* [Assignment]: Lines in the records below that contain the word "Clone" must each be copied.

* [Supplied data]:
◇ ◇ ◇ ◇ ◇ ◇ ◇

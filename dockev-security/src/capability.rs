use serde::Deserialize;
use serde::Serialize;
use strum_macros::AsRefStr;
use strum_macros::Display;
use strum_macros::EnumIter;
use strum_macros::EnumString;

/// Sensitive action classes a plugin can ask the operator for.
#[derive(
    Debug,
    Clone,
    Copy,
    PartialEq,
    Eq,
    Hash,
    PartialOrd,
    Ord,
    Serialize,
    Deserialize,
    Display,
    EnumString,
    AsRefStr,
    EnumIter,
)]
#[serde(rename_all = "snake_case")]
#[strum(serialize_all = "snake_case")]
pub enum Capability {
    InstallPackages,
    ReadLogs,
    ExecuteCommands,
    AccessNetwork,
    ModifyFiles,
}

impl Capability {
    /// Operator-facing description used in prompts.
    pub fn description(self) -> &'static str {
        match self {
            Self::InstallPackages => "Install system and language packages",
            Self::ReadLogs => "Read system and application logs",
            Self::ExecuteCommands => "Execute shell commands",
            Self::AccessNetwork => "Download models and packages over the network",
            Self::ModifyFiles => "Create and modify configuration files",
        }
    }
}

/// Recorded state of one (plugin, capability) pair in the ledger.
#[derive(Debug, Clone, Copy, PartialEq, Eq, Default, Serialize, Deserialize, Display)]
#[serde(rename_all = "snake_case")]
#[strum(serialize_all = "snake_case")]
pub enum GrantState {
    #[default]
    Unrequested,
    Pending,
    Granted,
    Denied,
}

impl GrantState {
    /// Granted and denied are the only states that survive a restart.
    pub fn is_final(self) -> bool {
        matches!(self, Self::Granted | Self::Denied)
    }
}

#[cfg(test)]
mod tests {
    use super::*;
    use std::str::FromStr;
    use strum::IntoEnumIterator;

    #[test]
    fn test_capability_names_round_trip() {
        for cap in Capability::iter() {
            let parsed = Capability::from_str(cap.as_ref()).unwrap();
            assert_eq!(parsed, cap);
        }
        assert_eq!(Capability::ExecuteCommands.to_string(), "execute_commands");
    }

    #[test]
    fn test_unknown_capability_rejected() {
        assert!(Capability::from_str("launch_missiles").is_err());
    }

    #[test]
    fn test_capability_serialization() {
        let json = serde_json::to_string(&Capability::AccessNetwork).unwrap();
        assert_eq!(json, "\"access_network\"");

        let parsed: Capability = serde_json::from_str("\"modify_files\"").unwrap();
        assert_eq!(parsed, Capability::ModifyFiles);
    }

    #[test]
    fn test_grant_state_default_and_finality() {
        assert_eq!(GrantState::default(), GrantState::Unrequested);
        assert!(GrantState::Granted.is_final());
        assert!(GrantState::Denied.is_final());
        assert!(!GrantState::Pending.is_final());
        assert!(!GrantState::Unrequested.is_final());
    }

    #[test]
    fn test_descriptions_non_empty() {
        for cap in Capability::iter() {
            assert!(!cap.description().is_empty());
        }
    }
}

◇ ◇ ◇ ◇ ◇ ◇ ◇

* [Answer section]:
    Clone,
#[derive(Debug, Clone, Copy, PartialEq, Eq, Default, Serialize, Deserialize, Display)]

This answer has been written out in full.